//! Build and execute transactions through an [`ObjectCache`].

use crate::cache::ObjectCache;
use crate::error::ExecutorError;
use parking_lot::Mutex;
use std::sync::Arc;
use sui_ptb_builder::{ResolveContext, Transaction};
use sui_ptb_types::{ExecutedTransaction, TransactionEffects};
use sui_transport::{LedgerClient, Signer, TransactionSerializer};
use tracing::debug;

/// Executes transactions and keeps an [`ObjectCache`] current from their effects.
pub struct CachingTransactionExecutor {
    client: Arc<dyn LedgerClient>,
    serializer: Arc<dyn TransactionSerializer>,
    cache: ObjectCache,
    last_digest: Mutex<Option<String>>,
}

impl CachingTransactionExecutor {
    pub fn new(client: Arc<dyn LedgerClient>, serializer: Arc<dyn TransactionSerializer>) -> Self {
        Self {
            client,
            serializer,
            cache: ObjectCache::new(),
            last_digest: Mutex::new(None),
        }
    }

    pub fn cache(&self) -> &ObjectCache {
        &self.cache
    }

    pub fn client(&self) -> &dyn LedgerClient {
        self.client.as_ref()
    }

    /// Drop owned objects and custom entries, then wait for the last transaction
    /// to be indexed. Shared and immutable entries are kept.
    pub async fn reset(&self) -> Result<(), ExecutorError> {
        self.cache.clear_owned_objects();
        self.cache.clear_custom();
        self.wait_for_last_transaction().await
    }

    /// Fill inputs from the cache, then build against the ledger.
    pub async fn build_transaction(&self, tx: &mut Transaction) -> Result<Vec<u8>, ExecutorError> {
        self.cache.resolve_inputs(tx)?;
        let ctx = ResolveContext::new(self.client.as_ref());
        Ok(tx.build(&ctx, self.serializer.as_ref()).await?)
    }

    /// Submit signed bytes and record the effects, whatever the execution status.
    pub async fn execute_transaction(
        &self,
        tx_bytes: &[u8],
        signatures: &[String],
    ) -> Result<ExecutedTransaction, ExecutorError> {
        let executed = self
            .client
            .execute_transaction(tx_bytes, signatures)
            .await
            .map_err(ExecutorError::Submission)?;
        self.apply_effects(&executed.effects);
        Ok(executed)
    }

    pub async fn sign_and_execute_transaction(
        &self,
        tx: &mut Transaction,
        signer: &dyn Signer,
    ) -> Result<ExecutedTransaction, ExecutorError> {
        tx.set_sender_if_not_set(signer.address());
        let bytes = self.build_transaction(tx).await?;
        let signature = signer
            .sign_transaction(&bytes)
            .await
            .map_err(ExecutorError::Submission)?;
        self.execute_transaction(&bytes, &[signature]).await
    }

    pub fn apply_effects(&self, effects: &TransactionEffects) {
        *self.last_digest.lock() = Some(effects.transaction_digest.clone());
        self.cache.apply_effects(effects);
    }

    pub fn last_digest(&self) -> Option<String> {
        self.last_digest.lock().clone()
    }

    /// Wait until the last executed transaction is indexed.
    pub async fn wait_for_last_transaction(&self) -> Result<(), ExecutorError> {
        let digest = self.last_digest.lock().take();
        if let Some(digest) = digest {
            debug!(digest = %digest, "waiting for last transaction");
            self.client
                .wait_for_transaction(&digest)
                .await
                .map_err(ExecutorError::Submission)?;
        }
        Ok(())
    }
}

#[cfg(test)]
mod tests {
    use super::*;
    use move_core_types::account_address::AccountAddress;
    use sui_ptb_types::{sui_type, Argument, SuiAddress};
    use sui_transport::{BcsTransactionSerializer, MockLedger, MockSigner};

    fn addr(s: &str) -> SuiAddress {
        AccountAddress::from_hex_literal(s).unwrap()
    }

    #[tokio::test]
    async fn test_second_transaction_uses_cached_versions() {
        let ledger = Arc::new(MockLedger::new());
        let sender = addr("0xa11ce");
        let gas = ledger.mint_sui(sender, 1_000_000_000);
        let coin = ledger.mint_sui(sender, 1_000);
        let executor =
            CachingTransactionExecutor::new(ledger.clone(), Arc::new(BcsTransactionSerializer));
        let signer = MockSigner::new(sender);

        for _ in 0..2 {
            let mut tx = Transaction::new();
            tx.set_gas_budget(10_000_000);
            tx.set_gas_payment(vec![executor
                .cache()
                .get_object(&gas.object_id)
                .map(|c| c.object_ref)
                .unwrap_or_else(|| gas.clone())]);
            // Stale reference on purpose: the cache moves it to the latest version.
            let input = tx.object_ref(coin.clone()).unwrap();
            let amount = tx.pure_u64(1).unwrap();
            tx.split_coins(input, vec![amount]).unwrap();
            let to = tx.pure_address(sender).unwrap();
            tx.transfer_objects(vec![Argument::NestedResult(0, 0)], to)
                .unwrap();

            let executed = executor
                .sign_and_execute_transaction(&mut tx, &signer)
                .await
                .unwrap();
            assert!(executed.effects.is_success());
        }

        assert_eq!(ledger.coin_balance(&coin.object_id), Some(998));
        assert!(executor.last_digest().is_some());
        executor.reset().await.unwrap();
        assert!(executor.last_digest().is_none());
        assert!(executor.cache().get_object(&coin.object_id).is_none());
        assert_eq!(ledger.coins_owned_by(sender, &sui_type()).len(), 4);
    }
}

> [Work instructions]: The lines to return are those with the string "ResolveContext" in them; copy each from the entries above.

> [Response to the exercise]:
use sui_ptb_builder::{ResolveContext, Transaction};
        let ctx = ResolveContext::new(self.client.as_ref());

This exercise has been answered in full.